Since the past takedown attempt in November 2020, TrickBot malware has not only re-emerged, its operators have been launching newer versions from time to time. They have recently released a more persistent version of the malware.
New vs old
The last takedown attempt by security vendors and law enforcement gave a short-term relief to the cyber world. However, it appears that the break has actually provided a head start to TrickBot’s operators for enhancing this malware further.
- IBM Trusteer researchers have examined the new TrickBot version components and released a report with insight comparison details.
- The newest version, numbered 100003 by its developers, has been numbered backward in comparison with the previous versions 1000512 and 1000513.

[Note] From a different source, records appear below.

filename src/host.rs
use crate::controller::TouchHandler;
use crate::event::{Notification, Phase};
use crate::geometry::{Rect, TextDirection};
use derive_more::{Display, From, Into};

#[derive(Debug, Clone, Copy, PartialEq, Eq, Hash, PartialOrd, Ord, Display, From, Into)]
pub struct ListenerId(u64);

impl ListenerId {
    pub fn from_raw(raw: u64) -> Self {
        Self(raw)
    }
}

pub trait Host {
    type Element: Clone;

    fn touch_capable(&self) -> bool;

    fn add_css(&mut self, selector: &str, declarations: &str);

    fn matches(&self, element: &Self::Element, selector: &str) -> bool;

    fn attribute(&self, element: &Self::Element, name: &str) -> Option<String>;

    fn has_attribute(&self, element: &Self::Element, name: &str) -> bool {
        self.attribute(element, name).is_some()
    }

    /// Current rendered box. Never cached by callers.
    fn bounding_rect(&self, element: &Self::Element) -> Rect;

    fn direction(&self, element: &Self::Element) -> TextDirection;

    fn set_value(&mut self, element: &Self::Element, value: f64);

    fn dispatch(&mut self, element: &Self::Element, notification: Notification);

    fn listen(&mut self, phase: Phase, handler: TouchHandler) -> ListenerId;

    fn unlisten(&mut self, id: ListenerId);
}
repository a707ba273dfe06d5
use crate::selector::{Matchable, matches_selector};
use derive_more::{Display, From, Into};
use rangetouch::css::{STYLE_ELEMENT_ID, format_rule};
use rangetouch::{
    Host, ListenerId, Notification, Outcome, Phase, Rect, TextDirection, TouchEvent, TouchHandler,
};

#[derive(Debug, Clone, Copy, PartialEq, Eq, Hash, PartialOrd, Ord, Display, From, Into)]
pub struct ElementId(usize);

#[derive(Debug, Clone, Default)]
pub struct ElementData {
    pub tag: String,
    pub attributes: Vec<(String, String)>,
    pub rect: Rect,
    pub value: Option<f64>,
    pub connected: bool,
}

impl Matchable for ElementData {
    fn tag(&self) -> &str {
        &self.tag
    }

    fn attr(&self, name: &str) -> Option<&str> {
        self.attributes
            .iter()
            .find(|(k, _)| k.eq_ignore_ascii_case(name))
            .map(|(_, v)| v.as_str())
    }
}

#[derive(Debug, Clone, PartialEq, Eq)]
pub struct StyleElement {
    pub id: String,
    pub rules: Vec<String>,
}

#[derive(Debug, Clone, Copy, PartialEq)]
pub struct Dispatched {
    pub target: ElementId,
    pub notification: Notification,
    pub value: Option<f64>,
}

#[derive(Debug, Clone, Default, PartialEq)]
pub struct TouchDispatch {
    pub outcomes: Vec<Outcome>,
    pub default_prevented: bool,
}

struct Registration {
    id: ListenerId,
    phase: Phase,
    handler: TouchHandler,
}

pub struct MemoryDocument {
    touch: bool,
    dir: TextDirection,
    elements: Vec<ElementData>,
    style: Option<StyleElement>,
    listeners: Vec<Registration>,
    next_listener: u64,
    dispatched: Vec<Dispatched>,
}

impl MemoryDocument {
    pub fn new(touch: bool) -> Self {
        Self {
            touch,
            dir: TextDirection::Ltr,
            elements: Vec::new(),
            style: None,
            listeners: Vec::new(),
            next_listener: 0,
            dispatched: Vec::new(),
        }
    }

    pub fn with_touch() -> Self {
        Self::new(true)
    }

    pub fn set_dir(&mut self, dir: TextDirection) {
        self.dir = dir;
    }

    pub fn create_element(&mut self, tag: &str) -> ElementId {
        self.elements.push(ElementData {
            tag: tag.to_ascii_lowercase(),
            connected: true,
            ..ElementData::default()
        });
        ElementId(self.elements.len() - 1)
    }

    pub fn create_range(&mut self, rect: Rect) -> ElementId {
        let id = self.create_element("input");
        self.set_attribute(id, "type", "range");
        self.set_rect(id, rect);
        id
    }

    pub fn element(&self, id: ElementId) -> Option<&ElementData> {
        self.elements.get(id.0)
    }

    fn element_mut(&mut self, id: ElementId) -> Option<&mut ElementData> {
        self.elements.get_mut(id.0)
    }

    pub fn set_attribute(&mut self, id: ElementId, name: &str, value: &str) {
        let Some(el) = self.element_mut(id) else {
            return;
        };
        let name = name.to_ascii_lowercase();
        match el.attributes.iter_mut().find(|(k, _)| *k == name) {
            Some((_, v)) => *v = value.to_string(),
            None => el.attributes.push((name, value.to_string())),
        }
    }

    pub fn remove_attribute(&mut self, id: ElementId, name: &str) {
        if let Some(el) = self.element_mut(id) {
            el.attributes.retain(|(k, _)| !k.eq_ignore_ascii_case(name));
        }
    }

    pub fn set_rect(&mut self, id: ElementId, rect: Rect) {
        if let Some(el) = self.element_mut(id) {
            el.rect = rect;
        }
    }

    pub fn remove_element(&mut self, id: ElementId) {
        if let Some(el) = self.element_mut(id) {
            el.connected = false;
        }
    }

    pub fn value(&self, id: ElementId) -> Option<f64> {
        self.element(id).and_then(|el| el.value)
    }

    pub fn style(&self) -> Option<&StyleElement> {
        self.style.as_ref()
    }

    pub fn listener_count(&self) -> usize {
        self.listeners.len()
    }

    pub fn listener_phases(&self) -> Vec<Phase> {
        self.listeners.iter().map(|r| r.phase).collect()
    }

    pub fn dispatched(&self) -> &[Dispatched] {
        &self.dispatched
    }

    pub fn dispatch_touch(&mut self, event: &TouchEvent<ElementId>) -> TouchDispatch {
        let handlers: Vec<TouchHandler> = self
            .listeners
            .iter()
            .filter(|r| r.phase == event.phase)
            .map(|r| r.handler.clone())
            .collect();

        let outcomes: Vec<Outcome> = handlers
            .iter()
            .map(|handler| handler.handle(self, event))
            .collect();
        let default_prevented = outcomes.iter().any(Outcome::prevents_default);

        TouchDispatch {
            outcomes,
            default_prevented,
        }
    }

    pub fn touch(&mut self, target: ElementId, phase: Phase, x: f64) -> TouchDispatch {
        self.dispatch_touch(&TouchEvent::single(target, phase, x))
    }
}

impl Default for MemoryDocument {
    fn default() -> Self {
        Self::with_touch()
    }
}

impl Host for MemoryDocument {
    type Element = ElementId;

    fn touch_capable(&self) -> bool {
        self.touch
    }

    fn add_css(&mut self, selector: &str, declarations: &str) {
        let style = self.style.get_or_insert_with(|| StyleElement {
            id: STYLE_ELEMENT_ID.to_string(),
            rules: Vec::new(),
        });
        style.rules.insert(0, format_rule(selector, declarations));
    }

    fn matches(&self, element: &ElementId, selector: &str) -> bool {
        self.element(*element)
            .is_some_and(|el| el.connected && matches_selector(el, selector))
    }

    fn attribute(&self, element: &ElementId, name: &str) -> Option<String> {
        self.element(*element)
            .and_then(|el| el.attr(name))
            .map(str::to_string)
    }

    fn bounding_rect(&self, element: &ElementId) -> Rect {
        self.element(*element).map(|el| el.rect).unwrap_or_default()
    }

    fn direction(&self, element: &ElementId) -> TextDirection {
        let own = self
            .element(*element)
            .and_then(|el| el.attr("dir"))
            .and_then(|d| d.parse::<TextDirection>().ok());
        if self.dir == TextDirection::Rtl || own == Some(TextDirection::Rtl) {
            TextDirection::Rtl
        } else {
            TextDirection::Ltr
        }
    }

    fn set_value(&mut self, element: &ElementId, value: f64) {
        if let Some(el) = self.element_mut(*element) {
            el.value = Some(value);
        }
    }

    fn dispatch(&mut self, element: &ElementId, notification: Notification) {
        let value = self.value(*element);
        self.dispatched.push(Dispatched {
            target: *element,
            notification,
            value,
        });
    }

    fn listen(&mut self, phase: Phase, handler: TouchHandler) -> ListenerId {
        self.next_listener += 1;
        let id = ListenerId::from_raw(self.next_listener);
        self.listeners.push(Registration { id, phase, handler });
        id
    }

    fn unlisten(&mut self, id: ListenerId) {
        self.listeners.retain(|r| r.id != id);
    }
}
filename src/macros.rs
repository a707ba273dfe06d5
#[macro_export]
macro_rules! impl_string_newtype {
    ($name:ty) => {
        impl $name {
            pub fn new(s: impl Into<String>) -> Self {
                Self(s.into())
            }

            pub fn as_str(&self) -> &str {
                &self.0
            }
        }
    };
}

- This version contains several enhancements, including a modified persistence mechanism and a creative mutex naming algorithm.
- However, it has the same process hollowing code injection tactic, bot configuration scheme with task name modification with a random twist, and the same compromise checks.
TrickBot lives on
TrickBot has nursed itself to its full potential and is evolving continuously.

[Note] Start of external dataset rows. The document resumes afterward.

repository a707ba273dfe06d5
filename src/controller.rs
use crate::bounds::RangeBounds;
use crate::css::USABILITY_DECLARATIONS;
use crate::event::{Notification, Phase, TouchEvent};
use crate::geometry::map_touch_to_value;
use crate::host::{Host, ListenerId};
use crate::settings::Settings;
use std::sync::Arc;
use strum::{Display as StrumDisplay, IntoEnumIterator};

#[derive(Debug, Clone, Copy, PartialEq, Eq, StrumDisplay)]
#[strum(serialize_all = "kebab-case")]
pub enum IgnoreReason {
    SelectorMismatch,
    Disabled,
    NoTouch,
    NonFinite,
}

#[derive(Debug, Clone, Copy, PartialEq)]
pub enum Outcome {
    Updated {
        value: f64,
        notification: Notification,
    },
    Ignored(IgnoreReason),
}

impl Outcome {
    pub fn prevents_default(&self) -> bool {
        matches!(
            self,
            Outcome::Updated { .. } | Outcome::Ignored(IgnoreReason::NonFinite)
        )
    }

    pub fn value(&self) -> Option<f64> {
        match self {
            Outcome::Updated { value, .. } => Some(*value),
            Outcome::Ignored(_) => None,
        }
    }
}

#[derive(Debug, Clone)]
pub struct TouchHandler {
    settings: Arc<Settings>,
}

impl TouchHandler {
    pub fn new(settings: Arc<Settings>) -> Self {
        Self { settings }
    }

    pub fn settings(&self) -> &Settings {
        &self.settings
    }

    pub fn is_disabled<H: Host>(&self, host: &H, element: &H::Element) -> bool {
        host.has_attribute(element, "disabled")
            || host.matches(element, &self.settings.disabled_selector)
    }

    pub fn value_at<H: Host>(&self, host: &H, element: &H::Element, x: f64) -> f64 {
        let bounds = RangeBounds::from_attributes(
            host.attribute(element, "min").as_deref(),
            host.attribute(element, "max").as_deref(),
            host.attribute(element, "step").as_deref(),
        );
        let rect = host.bounding_rect(element);
        let value = map_touch_to_value(
            x,
            &rect,
            &bounds,
            self.settings.thumb_width,
            host.direction(element),
        );

        if self.settings.clamp_to_bounds && value.is_finite() {
            bounds.clamp(value)
        } else {
            value
        }
    }

    pub fn handle<H: Host>(&self, host: &mut H, event: &TouchEvent<H::Element>) -> Outcome {
        let target = &event.target;

        if !host.matches(target, &self.settings.selector) {
            return Outcome::Ignored(IgnoreReason::SelectorMismatch);
        }
        if self.is_disabled(host, target) {
            return Outcome::Ignored(IgnoreReason::Disabled);
        }
        let Some(touch) = event.primary_touch() else {
            return Outcome::Ignored(IgnoreReason::NoTouch);
        };

        let value = self.value_at(host, target, touch.x);
        if !value.is_finite() {
            log::warn!(
                "Skipping {} at x={}: computed value {} is not finite",
                event.phase,
                touch.x,
                value
            );
            return Outcome::Ignored(IgnoreReason::NonFinite);
        }

        let notification = event.phase.notification();
        host.set_value(target, value);
        host.dispatch(target, notification);
        log::trace!("{} at x={} -> {} ({})", event.phase, touch.x, value, notification);

        Outcome::Updated {
            value,
            notification,
        }
    }
}

#[derive(Debug, Clone, Copy, PartialEq, Eq, StrumDisplay)]
pub enum BindState {
    Unbound,
    Bound,
}

#[derive(Debug)]
pub struct RangeTouch {
    handler: TouchHandler,
    listeners: Vec<ListenerId>,
}

impl RangeTouch {
    pub fn setup<H: Host>(settings: Settings, host: &mut H) -> Self {
        let mut controller = Self {
            handler: TouchHandler::new(Arc::new(settings)),
            listeners: Vec::new(),
        };

        if !host.touch_capable() {
            log::debug!("No touch support, leaving '{}' unbound", controller.selector());
            return controller;
        }

        let settings = controller.handler.settings();
        if settings.add_css {
            host.add_css(&settings.selector, USABILITY_DECLARATIONS);
        }

        controller.listeners = Phase::iter()
            .map(|phase| host.listen(phase, controller.handler.clone()))
            .collect();

        log::debug!(
            "Bound '{}' with {} listeners",
            controller.selector(),
            controller.listeners.len()
        );
        controller
    }

    pub fn destroy<H: Host>(&mut self, host: &mut H) {
        if self.listeners.is_empty() {
            return;
        }
        for id in self.listeners.drain(..) {
            host.unlisten(id);
        }
        log::debug!("Unbound '{}'", self.selector());
    }

    pub fn state(&self) -> BindState {
        if self.listeners.is_empty() {
            BindState::Unbound
        } else {
            BindState::Bound
        }
    }

    pub fn is_bound(&self) -> bool {
        self.state() == BindState::Bound
    }

    pub fn selector(&self) -> &str {
        &self.handler.settings().selector
    }
}
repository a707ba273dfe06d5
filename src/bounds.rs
pub const DEFAULT_MIN: f64 = 0.0;
pub const DEFAULT_MAX: f64 = 100.0;
pub const DEFAULT_STEP: f64 = 1.0;

#[derive(Debug, Clone, Copy, PartialEq)]
pub struct RangeBounds {
    pub min: f64,
    pub max: f64,
    pub step: f64,
}

impl Default for RangeBounds {
    fn default() -> Self {
        Self {
            min: DEFAULT_MIN,
            max: DEFAULT_MAX,
            step: DEFAULT_STEP,
        }
    }
}

impl RangeBounds {
    pub fn new(min: f64, max: f64, step: f64) -> Self {
        Self { min, max, step }
    }

    pub fn from_attributes(min: Option<&str>, max: Option<&str>, step: Option<&str>) -> Self {
        Self {
            min: min.and_then(parse_float).unwrap_or(DEFAULT_MIN),
            max: max.and_then(parse_float).unwrap_or(DEFAULT_MAX),
            step: step
                .and_then(parse_float)
                .filter(|s| *s > 0.0)
                .unwrap_or(DEFAULT_STEP),
        }
    }

    pub fn delta(&self) -> f64 {
        self.max - self.min
    }

    pub fn clamp(&self, value: f64) -> f64 {
        let (lo, hi) = if self.min <= self.max {
            (self.min, self.max)
        } else {
            (self.max, self.min)
        };
        value.clamp(lo, hi)
    }
}

/// Longest leading number of `s`, like `parseFloat` (`"10px"` is 10).
pub fn parse_float(s: &str) -> Option<f64> {
    let s = s.trim_start();
    let bytes = s.as_bytes();
    let mut end = 0;

    if matches!(bytes.first(), Some(b'+' | b'-')) {
        end += 1;
    }

    if s[end..].starts_with("Infinity") {
        return s[..end + "Infinity".len()].replace("Infinity", "inf").parse().ok();
    }

    let int_start = end;
    while bytes.get(end).is_some_and(u8::is_ascii_digit) {
        end += 1;
    }
    let mut digits = end - int_start;

    if bytes.get(end) == Some(&b'.') {
        let frac_start = end + 1;
        let mut frac_end = frac_start;
        while bytes.get(frac_end).is_some_and(u8::is_ascii_digit) {
            frac_end += 1;
        }
        digits += frac_end - frac_start;
        if digits > 0 {
            end = frac_end;
        }
    }

    if digits == 0 {
        return None;
    }

    if matches!(bytes.get(end), Some(b'e' | b'E')) {
        let mut exp_end = end + 1;
        if matches!(bytes.get(exp_end), Some(b'+' | b'-')) {
            exp_end += 1;
        }
        let exp_digits_start = exp_end;
        while bytes.get(exp_end).is_some_and(u8::is_ascii_digit) {
            exp_end += 1;
        }
        if exp_end > exp_digits_start {
            end = exp_end;
        }
    }

    s[..end].parse::<f64>().ok().filter(|v| !v.is_nan())
}
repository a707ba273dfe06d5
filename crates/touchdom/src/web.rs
use rangetouch::css::{STYLE_ELEMENT_ID, format_rule};
use rangetouch::{
    Host, ListenerId, Notification, Phase, Rect, RangeTouch, Settings, TextDirection, TouchEvent,
    TouchHandler, TouchPoint,
};
use std::cell::RefCell;
use std::collections::HashMap;
use std::rc::Rc;
use wasm_bindgen::JsCast;
use wasm_bindgen::prelude::*;
use web_sys::{
    AddEventListenerOptions, CssStyleSheet, Document, Element, Event, EventInit, HtmlInputElement,
    HtmlStyleElement,
};

type TouchClosure = Closure<dyn FnMut(web_sys::TouchEvent)>;

#[derive(Default)]
struct Registry {
    next: u64,
    listeners: HashMap<ListenerId, (Phase, TouchClosure)>,
}

#[derive(Clone)]
pub struct WebHost {
    document: Document,
    registry: Rc<RefCell<Registry>>,
}

impl WebHost {
    pub fn new() -> Option<Self> {
        let document = web_sys::window()?.document()?;
        Some(Self {
            document,
            registry: Rc::default(),
        })
    }

    pub fn setup(settings: Settings) -> Option<(Self, RangeTouch)> {
        let mut host = Self::new()?;
        let controller = RangeTouch::setup(settings, &mut host);
        Some((host, controller))
    }

    fn style_element(&self) -> Result<HtmlStyleElement, JsValue> {
        if let Some(existing) = self
            .document
            .get_element_by_id(STYLE_ELEMENT_ID)
            .and_then(|el| el.dyn_into::<HtmlStyleElement>().ok())
        {
            return Ok(existing);
        }

        let style = self
            .document
            .create_element("style")?
            .dyn_into::<HtmlStyleElement>()?;
        style.set_id(STYLE_ELEMENT_ID);
        let head = self.document.head().ok_or("document has no head")?;
        head.append_child(&style)?;
        Ok(style)
    }

    fn insert_rule(&self, rule: &str) -> Result<(), JsValue> {
        let sheet = self
            .style_element()?
            .sheet()
            .ok_or("style element has no sheet")?
            .dyn_into::<CssStyleSheet>()?;
        sheet.insert_rule_with_index(rule, 0)?;
        Ok(())
    }

    fn computed_direction(&self, element: &Element) -> Option<String> {
        web_sys::window()?
            .get_computed_style(element)
            .ok()??
            .get_property_value("direction")
            .ok()
    }
}

fn to_touch_event(raw: &web_sys::TouchEvent, phase: Phase) -> Option<TouchEvent<Element>> {
    let target = raw.target()?.dyn_into::<Element>().ok()?;
    let list = raw.changed_touches();
    let touches = (0..list.length())
        .filter_map(|i| list.get(i))
        .map(|t| TouchPoint::new(t.client_x() as f64, t.client_y() as f64))
        .collect();
    Some(TouchEvent::new(target, phase, touches))
}

impl Host for WebHost {
    type Element = Element;

    fn touch_capable(&self) -> bool {
        self.document.document_element().is_some_and(|root| {
            js_sys::Reflect::has(&root, &JsValue::from_str("ontouchstart")).unwrap_or(false)
        })
    }

    fn add_css(&mut self, selector: &str, declarations: &str) {
        if let Err(e) = self.insert_rule(&format_rule(selector, declarations)) {
            log::warn!("Failed to insert rule for '{}': {:?}", selector, e);
        }
    }

    fn matches(&self, element: &Element, selector: &str) -> bool {
        element.matches(selector).unwrap_or(false)
    }

    fn attribute(&self, element: &Element, name: &str) -> Option<String> {
        element.get_attribute(name)
    }

    fn has_attribute(&self, element: &Element, name: &str) -> bool {
        element.has_attribute(name)
    }

    fn bounding_rect(&self, element: &Element) -> Rect {
        let rect = element.get_bounding_client_rect();
        Rect::new(rect.left(), rect.width())
    }

    fn direction(&self, element: &Element) -> TextDirection {
        let rtl = self.document.dir().eq_ignore_ascii_case("rtl")
            || element
                .get_attribute("dir")
                .is_some_and(|d| d.eq_ignore_ascii_case("rtl"))
            || self
                .computed_direction(element)
                .is_some_and(|d| d.eq_ignore_ascii_case("rtl"));
        if rtl {
            TextDirection::Rtl
        } else {
            TextDirection::Ltr
        }
    }

    fn set_value(&mut self, element: &Element, value: f64) {
        match element.dyn_ref::<HtmlInputElement>() {
            Some(input) => input.set_value(&value.to_string()),
            None => {
                if let Err(e) = element.set_attribute("value", &value.to_string()) {
                    log::warn!("Failed to set value: {:?}", e);
                }
            }
        }
    }

    fn dispatch(&mut self, element: &Element, notification: Notification) {
        let init = EventInit::new();
        init.set_bubbles(true);
        let result = Event::new_with_event_init_dict(notification.event_type(), &init)
            .and_then(|event| element.dispatch_event(&event));
        if let Err(e) = result {
            log::warn!("Failed to dispatch '{}': {:?}", notification, e);
        }
    }

    fn listen(&mut self, phase: Phase, handler: TouchHandler) -> ListenerId {
        let host = self.clone();
        let closure: TouchClosure = Closure::new(move |raw: web_sys::TouchEvent| {
            let Some(event) = to_touch_event(&raw, phase) else {
                return;
            };
            let mut host = host.clone();
            if handler.handle(&mut host, &event).prevents_default() {
                raw.prevent_default();
            }
        });

        let options = AddEventListenerOptions::new();
        options.set_passive(false);
        if let Err(e) = self
            .document
            .add_event_listener_with_callback_and_add_event_listener_options(
                phase.event_type(),
                closure.as_ref().unchecked_ref(),
                &options,
            )
        {
            log::warn!("Failed to add {} listener: {:?}", phase, e);
        }

        let mut registry = self.registry.borrow_mut();
        registry.next += 1;
        let id = ListenerId::from_raw(registry.next);
        registry.listeners.insert(id, (phase, closure));
        id
    }

    fn unlisten(&mut self, id: ListenerId) {
        let Some((phase, closure)) = self.registry.borrow_mut().listeners.remove(&id) else {
            return;
        };
        if let Err(e) = self
            .document
            .remove_event_listener_with_callback(phase.event_type(), closure.as_ref().unchecked_ref())
        {
            log::warn!("Failed to remove {} listener: {:?}", phase, e);
        }
    }
}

- In December, Subway UK’s marketing system was hacked to distribute TrickBot-laden (TrickBot v100) phishing emails.
- In the same month, the TrickBot malware was observed with a functionality, designed to inspect the UEFI/BIOS firmware of targeted devices.
A reminder to stay vigilant
The Trickbot malware has been successfully capturing the limelight since its revival. It seems the operators are in full swing, thus, the malware can either become the foot in the door for a number of new targeted attacks or worse. Individuals and organizations must be watchful on high priority to avoid Trickbot imposed dangers.